(Data extracts Opens)

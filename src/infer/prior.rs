//! Log-density helpers for building posteriors by hand.

use std::f64::consts::PI;

/// Normal log-density.
pub fn normal_lnpdf(x: f64, mu: f64, sd: f64) -> f64 {
    let z = (x - mu) / sd;
    -0.5 * z * z - sd.ln() - 0.5 * (2.0 * PI).ln()
}

pub fn expit(x: f64) -> f64 {
    1.0 / (1.0 + (-x).exp())
}

pub fn logit(p: f64) -> f64 {
    (p / (1.0 - p)).ln()
}

/// Unconstrained parameter mapped onto the open interval `(lo, hi)` through a
/// logistic transform. A uniform prior on the interval contributes only the
/// log-Jacobian of the transform.
#[derive(Debug, Clone, Copy, PartialEq)]
pub struct Interval {
    pub lo: f64,
    pub hi: f64,
}

impl Interval {
    pub fn new(lo: f64, hi: f64) -> Self {
        Self { lo, hi }
    }

    pub fn forward(&self, z: f64) -> f64 {
        self.lo + (self.hi - self.lo) * expit(z)
    }

    pub fn backward(&self, x: f64) -> f64 {
        let span = self.hi - self.lo;
        // Keep starting values strictly inside the interval.
        let p = ((x - self.lo) / span).clamp(1e-9, 1.0 - 1e-9);
        logit(p)
    }

    /// `ln |dx/dz|`, i.e. the log-density of a uniform prior in `z` space
    /// (up to the constant `-ln(hi - lo)`).
    pub fn log_jacobian(&self, z: f64) -> f64 {
        let s = expit(z);
        (self.hi - self.lo).ln() + s.ln() + (1.0 - s).ln()
    }
}

#[cfg(test)]
mod tests {
    use super::*;

    #[test]
    fn normal_lnpdf_peak() {
        let v = normal_lnpdf(0.0, 0.0, 1.0);
        assert!((v + 0.918_938_533_204_672_7).abs() < 1e-12);
    }

    #[test]
    fn interval_round_trips() {
        let iv = Interval::new(-11.5, -0.01);
        for x in [-11.0, -5.0, -0.5] {
            assert!((iv.forward(iv.backward(x)) - x).abs() < 1e-9);
        }
        assert!((logit(expit(0.3)) - 0.3).abs() < 1e-12);
        assert!(iv.log_jacobian(0.0).is_finite());
    }
}
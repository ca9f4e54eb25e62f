//! Command-line parsing for the `ttv` binary.
//!
//! Argument parsing and command dispatch are kept apart from the pipeline
//! code; `app` turns these structs into a `RunRequest`.

use std::path::PathBuf;

use clap::{Parser, Subcommand};

use crate::domain::{KernelChoice, Mission};

/// Top-level CLI.
#[derive(Debug, Parser)]
#[command(name = "ttv", version, about = "Light-curve detrending and transit-timing estimation")]
pub struct Cli {
    #[command(subcommand)]
    pub command: Command,
}

#[derive(Debug, Subcommand)]
pub enum Command {
    /// Detrend a target's photometry and estimate its transit times.
    Run(RunArgs),
    /// Summarise a stored light-curve table or quick-TTV file.
    Inspect(InspectArgs),
}

#[derive(Debug, Parser, Clone)]
pub struct RunArgs {
    /// Naming convention of the target.
    #[arg(long, value_enum, default_value_t = Mission::Kepler)]
    pub mission: Mission,

    /// Target name, e.g. K00137.
    #[arg(long)]
    pub target: String,

    /// Planet catalog CSV.
    #[arg(long, value_name = "CSV")]
    pub catalog: PathBuf,

    /// Directory holding `<target>_*.csv` photometry.
    #[arg(long, value_name = "DIR")]
    pub data_dir: PathBuf,

    #[arg(long, value_name = "DIR")]
    pub output_dir: PathBuf,

    /// Published transit times used to seed the ephemeris.
    #[arg(long, value_name = "FILE")]
    pub prior_ttvs: Option<PathBuf>,

    /// JSON file overriding pipeline defaults.
    #[arg(long, value_name = "JSON")]
    pub config: Option<PathBuf>,

    /// Random seed (overrides the config file).
    #[arg(long)]
    pub seed: Option<u64>,

    /// GP kernel family for detrending (overrides the config file).
    #[arg(long, value_enum)]
    pub kernel: Option<KernelChoice>,
}

#[derive(Debug, Parser)]
pub struct InspectArgs {
    /// A `.ltc` table or a `.ttvs` file.
    pub path: PathBuf,
}

#[cfg(test)]
mod tests {
    use super::*;

    #[test]
    fn parses_run_arguments() {
        let cli = Cli::parse_from([
            "ttv", "run", "--mission", "simulated", "--target", "S00137", "--catalog", "cat.csv",
            "--data-dir", "data", "--output-dir", "out", "--seed", "7", "--kernel", "sho",
        ]);
        let Command::Run(args) = cli.command else {
            panic!("expected run");
        };
        assert_eq!(args.mission, Mission::Simulated);
        assert_eq!(args.seed, Some(7));
        assert_eq!(args.kernel, Some(KernelChoice::Sho));
        assert!(args.prior_ttvs.is_none());
    }

    #[test]
    fn run_requires_target() {
        assert!(Cli::try_parse_from(["ttv", "run", "--catalog", "c", "--data-dir", "d", "--output-dir", "o"]).is_err());
    }
}
//! Lomb-Scargle periodogram with the Baluev false-alarm probability.
//!
//! Power uses the "standard" normalization on mean-subtracted data:
//!
//! ```text
//! P(f) = 1 - χ²(f) / χ²_ref  ∈ [0, 1]
//! ```
//!
//! where `χ²(f)` is the residual of the best sinusoid at `f` and `χ²_ref` the
//! residual about the mean.

use std::f64::consts::PI;

use rayon::prelude::*;

use super::special::ln_gamma;
use super::stats::{mean, variance};

#[derive(Debug, Clone)]
pub struct LombScargle<'a> {
    t: &'a [f64],
    y: Vec<f64>,
    yy: f64,
}

impl<'a> LombScargle<'a> {
    pub fn new(t: &'a [f64], y: &[f64]) -> Self {
        let m = mean(y);
        let y: Vec<f64> = y.iter().map(|v| v - m).collect();
        let yy = y.iter().map(|v| v * v).sum();
        Self { t, y, yy }
    }

    pub fn len(&self) -> usize {
        self.t.len()
    }

    pub fn is_empty(&self) -> bool {
        self.t.is_empty()
    }

    /// Normalized power at a single frequency (cycles per unit time).
    pub fn power_at(&self, freq: f64) -> f64 {
        if !(self.yy > 0.0) {
            return 0.0;
        }
        let w = 2.0 * PI * freq;
        let (s2, c2) = self.t.iter().fold((0.0, 0.0), |(s, c), &t| {
            let (sn, cs) = (2.0 * w * t).sin_cos();
            (s + sn, c + cs)
        });
        let tau = 0.5 * s2.atan2(c2) / w;

        let (mut yc, mut ys, mut cc, mut ss) = (0.0, 0.0, 0.0, 0.0);
        for (&t, &y) in self.t.iter().zip(&self.y) {
            let (sn, cs) = (w * (t - tau)).sin_cos();
            yc += y * cs;
            ys += y * sn;
            cc += cs * cs;
            ss += sn * sn;
        }
        let mut chi2_drop = 0.0;
        if cc > 0.0 {
            chi2_drop += yc * yc / cc;
        }
        if ss > 0.0 {
            chi2_drop += ys * ys / ss;
        }
        (chi2_drop / self.yy).clamp(0.0, 1.0)
    }

    /// Power over a frequency grid (evaluated in parallel).
    pub fn power(&self, freqs: &[f64]) -> Vec<f64> {
        freqs.par_iter().map(|&f| self.power_at(f)).collect()
    }

    /// Baluev (2008) upper bound on the false-alarm probability of power `z`
    /// given the highest searched frequency `fmax`.
    pub fn false_alarm_probability(&self, z: f64, fmax: f64) -> f64 {
        let n = self.len() as f64;
        if n < 4.0 {
            return 1.0;
        }
        let fap_single = (1.0 - z).max(0.0).powf(0.5 * (n - 3.0));
        let tau = tau_davies(z, fmax, self.t);
        let fap = 1.0 - (1.0 - fap_single) * (-tau).exp();
        fap.clamp(0.0, 1.0)
    }
}

fn gamma_factor(n: f64) -> f64 {
    (2.0 / n).sqrt() * (ln_gamma(0.5 * n) - ln_gamma(0.5 * (n - 1.0))).exp()
}

fn tau_davies(z: f64, fmax: f64, t: &[f64]) -> f64 {
    let n = t.len() as f64;
    let t_eff = (4.0 * PI * variance(t)).sqrt();
    let w = fmax * t_eff;
    gamma_factor(n) * w * (1.0 - z).max(0.0).powf(0.5 * (n - 4.0)) * z.max(0.0).sqrt()
}

/// Regular frequency grid with `samples_per_peak` points per `1/baseline`.
pub fn frequency_grid(fmin: f64, fmax: f64, baseline: f64, samples_per_peak: usize) -> Vec<f64> {
    if !(fmax > fmin) || !(baseline > 0.0) {
        return Vec::new();
    }
    let df = 1.0 / (baseline * samples_per_peak.max(1) as f64);
    let n = ((fmax - fmin) / df).floor() as usize + 1;
    (0..n).map(|i| fmin + i as f64 * df).collect()
}

/// Period of the strongest peak over `[fmin, fmax]`.
pub fn peak_period(t: &[f64], y: &[f64], fmin: f64, fmax: f64) -> Option<f64> {
    let (lo, hi) = (t.first()?, t.last()?);
    let freqs = frequency_grid(fmin, fmax, hi - lo, 5);
    let ls = LombScargle::new(t, y);
    let power = ls.power(&freqs);
    let best = super::stats::argmax(&power)?;
    Some(1.0 / freqs[best])
}

/// Result of a periodic-signal search.
#[derive(Debug, Clone)]
pub struct PeriodSearch {
    pub freqs: Vec<f64>,
    pub power: Vec<f64>,
    /// `(frequency, false-alarm probability)` for significant local maxima,
    /// strongest first.
    pub peaks: Vec<(f64, f64)>,
}

/// Scan from `1/baseline` up to half the densest sampling rate and keep local
/// maxima whose false-alarm probability is below `fap_threshold`.
pub fn search_periodic(t: &[f64], y: &[f64], fap_threshold: f64) -> Option<PeriodSearch> {
    if t.len() < 4 || t.len() != y.len() {
        return None;
    }
    let baseline = t.last()? - t.first()?;
    let min_dt = t
        .windows(2)
        .map(|w| w[1] - w[0])
        .filter(|d| *d > 0.0)
        .fold(f64::INFINITY, f64::min);
    if !(baseline > 0.0) || !min_dt.is_finite() {
        return None;
    }
    let freqs = frequency_grid(1.0 / baseline, 0.5 / min_dt, baseline, 5);
    if freqs.len() < 3 {
        return None;
    }
    let ls = LombScargle::new(t, y);
    let power = ls.power(&freqs);
    let fmax = freqs[freqs.len() - 1];

    let mut peaks: Vec<(f64, f64, f64)> = (0..freqs.len())
        .filter(|&i| {
            let left = if i == 0 { f64::NEG_INFINITY } else { power[i - 1] };
            let right = power.get(i + 1).copied().unwrap_or(f64::NEG_INFINITY);
            power[i] > left && power[i] >= right
        })
        .map(|i| (freqs[i], power[i], ls.false_alarm_probability(power[i], fmax)))
        .filter(|(_, _, fap)| *fap < fap_threshold)
        .collect();
    peaks.sort_by(|a, b| b.1.total_cmp(&a.1));

    Some(PeriodSearch {
        peaks: peaks.into_iter().map(|(f, _, fap)| (f, fap)).collect(),
        freqs,
        power,
    })
}

#[cfg(test)]
mod tests {
    use super::*;
    use rand::SeedableRng;
    use rand::rngs::StdRng;
    use rand_distr::{Distribution, Normal};

    #[test]
    fn recovers_sinusoid_period() {
        let t: Vec<f64> = (0..400).map(|i| i as f64 * 0.25 + 0.01 * (i % 7) as f64).collect();
        let y: Vec<f64> = t.iter().map(|t| (2.0 * PI * t / 7.3).sin()).collect();
        let p = peak_period(&t, &y, 1.0 / 100.0, 1.0).unwrap();
        assert!((p - 7.3).abs() < 0.1, "period {p}");
    }

    #[test]
    fn significant_signal_has_small_fap() {
        let mut rng = StdRng::seed_from_u64(3);
        let noise = Normal::new(0.0, 0.3).unwrap();
        let t: Vec<f64> = (0..120).map(|i| i as f64 * 10.0).collect();
        let y: Vec<f64> = t
            .iter()
            .map(|t| (2.0 * PI * t / 230.0).sin() + noise.sample(&mut rng))
            .collect();
        let res = search_periodic(&t, &y, 0.1).unwrap();
        let (f, fap) = res.peaks[0];
        assert!((1.0 / f - 230.0).abs() < 10.0);
        assert!(fap < 1e-6);
    }

    #[test]
    fn white_noise_yields_no_peaks() {
        let mut rng = StdRng::seed_from_u64(11);
        let noise = Normal::new(0.0, 1.0).unwrap();
        let t: Vec<f64> = (0..60).map(|i| i as f64).collect();
        let y: Vec<f64> = t.iter().map(|_| noise.sample(&mut rng)).collect();
        let res = search_periodic(&t, &y, 0.001).unwrap();
        assert!(res.peaks.is_empty());
    }
}
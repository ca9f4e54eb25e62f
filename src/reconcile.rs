//! Outlier reconciliation between independent and quick transit times.
//!
//! A cadence is discarded before re-detrending only when it is an outlier
//! under the transit model built from *both* timing series. Residuals cover
//! every detrended cadence of a quarter, not just the fitting windows.
//! Quarters in which no transit photometry was collected are excluded as a
//! whole.

use std::collections::{BTreeMap, BTreeSet};

use tracing::{info, warn};

use crate::domain::{LCIT, LiteCurve, Planet};
use crate::error::FitError;
use crate::fit::{QuarterData, QuarterSet, TransitTimes};
use crate::math::special::normal_interval_upper;
use crate::math::stats::{mad_std, median};
use crate::transit::{PlanetTransits, QuadraticLimbDarkening, TransitModel};

/// Cadences closer than this (days) are considered the same cadence.
const TIME_MATCH: f64 = 1e-8;

/// Extra half-width (days) added to detrending masks to absorb timing scatter:
/// `max(3, z_{(N-1)/N}) · MADσ(independent - quick) + lcit`.
pub fn ttv_buffer(independent: &[f64], quick: &[f64]) -> f64 {
    let diff: Vec<f64> = independent
        .iter()
        .zip(quick)
        .map(|(a, b)| a - b)
        .filter(|d| d.is_finite())
        .collect();
    let n = diff.len();
    if n == 0 {
        return LCIT;
    }
    let z = normal_interval_upper((n as f64 - 1.0) / n as f64).max(3.0);
    let scatter = mad_std(&diff);
    z * if scatter.is_finite() { scatter } else { 0.0 } + LCIT
}

/// Cadences to drop from the raw photometry before re-detrending.
#[derive(Debug, Clone, Default, PartialEq)]
pub struct Reconciliation {
    /// Sorted times of bad cadences, per quarter.
    pub bad_times: BTreeMap<i32, Vec<f64>>,
    /// Quarters that are excluded wholesale.
    pub excluded_quarters: BTreeSet<i32>,
    /// Per-planet mask buffer (days).
    pub ttv_buffer: Vec<f64>,
}

impl Reconciliation {
    pub fn bad_count(&self) -> usize {
        self.bad_times.values().map(Vec::len).sum()
    }

    /// `true` for cadences of `lc` that survive reconciliation.
    pub fn keep_mask(&self, lc: &LiteCurve) -> Vec<bool> {
        lc.time
            .iter()
            .zip(&lc.quarter)
            .map(|(&t, q)| {
                if self.excluded_quarters.contains(q) {
                    return false;
                }
                let Some(bad) = self.bad_times.get(q) else {
                    return true;
                };
                let i = bad.partition_point(|&b| b < t - TIME_MATCH);
                !bad.get(i).is_some_and(|&b| (b - t).abs() <= TIME_MATCH)
            })
            .collect()
    }

    /// Drop bad cadences; a quarter survives only when more than
    /// `min_fraction` of its cadences remain.
    pub fn filter_curve(&self, lc: &LiteCurve, min_fraction: f64) -> LiteCurve {
        let mut keep = self.keep_mask(lc);
        for q in lc.quarters() {
            let rows: Vec<usize> = (0..lc.len()).filter(|&i| lc.quarter[i] == q).collect();
            let kept = rows.iter().filter(|&&i| keep[i]).count();
            if (kept as f64) <= min_fraction * rows.len() as f64 {
                if kept > 0 {
                    warn!(quarter = q, kept, total = rows.len(), "too few cadences survive, quarter dropped");
                }
                rows.iter().for_each(|&i| keep[i] = false);
            }
        }
        lc.select(&keep)
    }
}

fn timing_model(
    limbdark: [f64; 2],
    planets: &[Planet],
    radius_ratio: &[f64],
    tts: impl Fn(usize) -> Vec<f64>,
) -> Result<TransitModel, FitError> {
    let transits = planets
        .iter()
        .zip(radius_ratio)
        .enumerate()
        .map(|(n, (p, &k))| PlanetTransits::new(p.period, k, p.impact, p.duration, tts(n)))
        .collect::<Result<Vec<_>, _>>()?;
    Ok(TransitModel::new(QuadraticLimbDarkening::new(limbdark), transits))
}

/// `|r - median(r)| > sigma · MADσ(r)`.
fn robust_outliers(residual: &[f64], sigma: f64) -> Vec<bool> {
    let med = median(residual);
    let scale = mad_std(residual);
    if !(scale > 0.0) {
        return vec![false; residual.len()];
    }
    residual.iter().map(|r| (r - med).abs() > sigma * scale).collect()
}

/// Flag cadences that are outliers under both the independent and the quick
/// transit times, and quarters without usable transits.
///
/// `planets` carry the quick times at every transit index; `independent[n]`
/// holds planet `n`'s independent times. `fitting` decides which quarters
/// hold transits; residuals are taken over the matching quarter of
/// `detrended`, which holds every detrended cadence.
pub fn reconcile_outliers(
    limbdark: [f64; 2],
    planets: &[Planet],
    radius_ratio: &[f64],
    independent: &[TransitTimes],
    fitting: &QuarterSet,
    detrended: &QuarterSet,
    sigma: f64,
) -> Result<Reconciliation, FitError> {
    let indep_model = timing_model(limbdark, planets, radius_ratio, |n| independent[n].tts.clone())?;
    let quick_model = timing_model(limbdark, planets, radius_ratio, |n| planets[n].tts.clone())?;

    let mut out = Reconciliation::default();
    for (q, data) in fitting.iter() {
        if matches!(data, QuarterData::NoTransits(_)) {
            out.excluded_quarters.insert(q);
            continue;
        }
        let Some(QuarterData::Transits(photometry)) = detrended.get(q) else {
            warn!(quarter = q, "no detrended photometry for quarter, outliers not checked");
            continue;
        };
        let residual = |model: &TransitModel| -> Vec<f64> {
            photometry
                .model_flux(model, 1.0)
                .iter()
                .zip(&photometry.flux)
                .map(|(m, f)| f - m)
                .collect()
        };
        let bad_indep = robust_outliers(&residual(&indep_model), sigma);
        let bad_quick = robust_outliers(&residual(&quick_model), sigma);
        let mut bad: Vec<f64> = photometry
            .time
            .iter()
            .zip(bad_indep.iter().zip(&bad_quick))
            .filter(|(_, (a, b))| **a && **b)
            .map(|(t, _)| *t)
            .collect();
        if !bad.is_empty() {
            bad.sort_by(f64::total_cmp);
            out.bad_times.insert(q, bad);
        }
    }

    out.ttv_buffer = planets
        .iter()
        .zip(independent)
        .map(|(p, times)| {
            let quick: Vec<f64> = times
                .index
                .iter()
                .map(|i| p.index.iter().position(|j| j == i).map_or(f64::NAN, |k| p.tts[k]))
                .collect();
            ttv_buffer(&times.tts, &quick)
        })
        .collect();

    info!(
        bad = out.bad_count(),
        excluded_quarters = out.excluded_quarters.len(),
        "outliers reconciled"
    );
    Ok(out)
}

(Data extracts Closes)

▸ **Problem description**
Send back exactly the lines of the listing above starting at the one with "name, e.g. K00137." and ending at the one with "use super::special::ln_gamma;", inclusive, and no others.

▸ **Response**
    /// Target name, e.g. K00137.
    #[arg(long)]
    pub target: String,

    /// Planet catalog CSV.
    #[arg(long, value_name = "CSV")]
    pub catalog: PathBuf,

    /// Directory holding `<target>_*.csv` photometry.
    #[arg(long, value_name = "DIR")]
    pub data_dir: PathBuf,

    #[arg(long, value_name = "DIR")]
    pub output_dir: PathBuf,

    /// Published transit times used to seed the ephemeris.
    #[arg(long, value_name = "FILE")]
    pub prior_ttvs: Option<PathBuf>,

    /// JSON file overriding pipeline defaults.
    #[arg(long, value_name = "JSON")]
    pub config: Option<PathBuf>,

    /// Random seed (overrides the config file).
    #[arg(long)]
    pub seed: Option<u64>,

    /// GP kernel family for detrending (overrides the config file).
    #[arg(long, value_enum)]
    pub kernel: Option<KernelChoice>,
}

#[derive(Debug, Parser)]
pub struct InspectArgs {
    /// A `.ltc` table or a `.ttvs` file.
    pub path: PathBuf,
}

#[cfg(test)]
mod tests {
    use super::*;

    #[test]
    fn parses_run_arguments() {
        let cli = Cli::parse_from([
            "ttv", "run", "--mission", "simulated", "--target", "S00137", "--catalog", "cat.csv",
            "--data-dir", "data", "--output-dir", "out", "--seed", "7", "--kernel", "sho",
        ]);
        let Command::Run(args) = cli.command else {
            panic!("expected run");
        };
        assert_eq!(args.mission, Mission::Simulated);
        assert_eq!(args.seed, Some(7));
        assert_eq!(args.kernel, Some(KernelChoice::Sho));
        assert!(args.prior_ttvs.is_none());
    }

    #[test]
    fn run_requires_target() {
        assert!(Cli::try_parse_from(["ttv", "run", "--catalog", "c", "--data-dir", "d", "--output-dir", "o"]).is_err());
    }
}
//! Lomb-Scargle periodogram with the Baluev false-alarm probability.
//!
//! Power uses the "standard" normalization on mean-subtracted data:
//!
//! ```text
//! P(f) = 1 - χ²(f) / χ²_ref  ∈ [0, 1]
//! ```
//!
//! where `χ²(f)` is the residual of the best sinusoid at `f` and `χ²_ref` the
//! residual about the mean.

use std::f64::consts::PI;

use rayon::prelude::*;

use super::special::ln_gamma;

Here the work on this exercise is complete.